Whenever the word "source" turns up in a line below, that line should be copied.

*** Opening of Supplied material ***

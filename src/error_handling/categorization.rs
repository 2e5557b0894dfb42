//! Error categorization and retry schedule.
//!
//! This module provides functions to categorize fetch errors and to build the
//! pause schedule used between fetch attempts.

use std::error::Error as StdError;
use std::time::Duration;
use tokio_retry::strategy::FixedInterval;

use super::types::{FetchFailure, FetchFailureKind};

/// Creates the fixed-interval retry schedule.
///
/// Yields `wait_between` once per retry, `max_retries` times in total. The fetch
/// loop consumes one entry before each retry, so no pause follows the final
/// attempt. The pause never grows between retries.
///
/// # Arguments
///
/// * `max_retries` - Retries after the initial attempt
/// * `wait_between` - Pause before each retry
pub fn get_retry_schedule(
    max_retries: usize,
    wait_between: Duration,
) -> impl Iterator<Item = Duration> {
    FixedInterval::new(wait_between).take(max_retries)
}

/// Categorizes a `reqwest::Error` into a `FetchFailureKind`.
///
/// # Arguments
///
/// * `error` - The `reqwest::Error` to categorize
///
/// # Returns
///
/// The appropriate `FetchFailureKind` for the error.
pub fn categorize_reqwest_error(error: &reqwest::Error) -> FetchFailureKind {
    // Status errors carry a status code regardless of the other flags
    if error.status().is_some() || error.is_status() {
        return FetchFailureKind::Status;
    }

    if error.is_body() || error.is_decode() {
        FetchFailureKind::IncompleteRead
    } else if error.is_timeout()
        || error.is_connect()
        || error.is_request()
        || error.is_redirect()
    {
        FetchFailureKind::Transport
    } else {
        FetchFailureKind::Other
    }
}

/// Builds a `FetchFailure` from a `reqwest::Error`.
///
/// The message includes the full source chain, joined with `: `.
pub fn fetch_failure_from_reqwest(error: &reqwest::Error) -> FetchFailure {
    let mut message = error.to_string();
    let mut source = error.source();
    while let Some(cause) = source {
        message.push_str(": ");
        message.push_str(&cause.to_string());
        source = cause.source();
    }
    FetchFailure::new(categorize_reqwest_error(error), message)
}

*** Close of Supplied material ***
*** Opening of Supplied material ***

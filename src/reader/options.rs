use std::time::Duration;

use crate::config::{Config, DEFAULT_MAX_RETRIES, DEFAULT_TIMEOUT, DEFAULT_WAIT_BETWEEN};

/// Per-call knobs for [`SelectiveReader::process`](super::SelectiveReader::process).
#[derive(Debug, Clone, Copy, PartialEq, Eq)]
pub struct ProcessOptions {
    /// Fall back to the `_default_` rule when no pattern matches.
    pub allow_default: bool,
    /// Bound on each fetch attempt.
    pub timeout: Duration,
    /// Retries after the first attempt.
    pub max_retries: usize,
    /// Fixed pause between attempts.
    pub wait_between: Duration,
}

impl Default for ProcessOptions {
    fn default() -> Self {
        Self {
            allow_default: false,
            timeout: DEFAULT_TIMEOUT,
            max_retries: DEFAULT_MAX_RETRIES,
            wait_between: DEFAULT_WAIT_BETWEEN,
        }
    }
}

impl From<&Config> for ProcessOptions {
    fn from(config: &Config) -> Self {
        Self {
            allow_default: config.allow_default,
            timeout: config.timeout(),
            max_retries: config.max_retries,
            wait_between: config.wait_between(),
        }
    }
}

*** Close of Supplied material ***

◆ Worked solution:
/// The message includes the full source chain, joined with `: `.
    let mut source = error.source();
    while let Some(cause) = source {
        source = cause.source();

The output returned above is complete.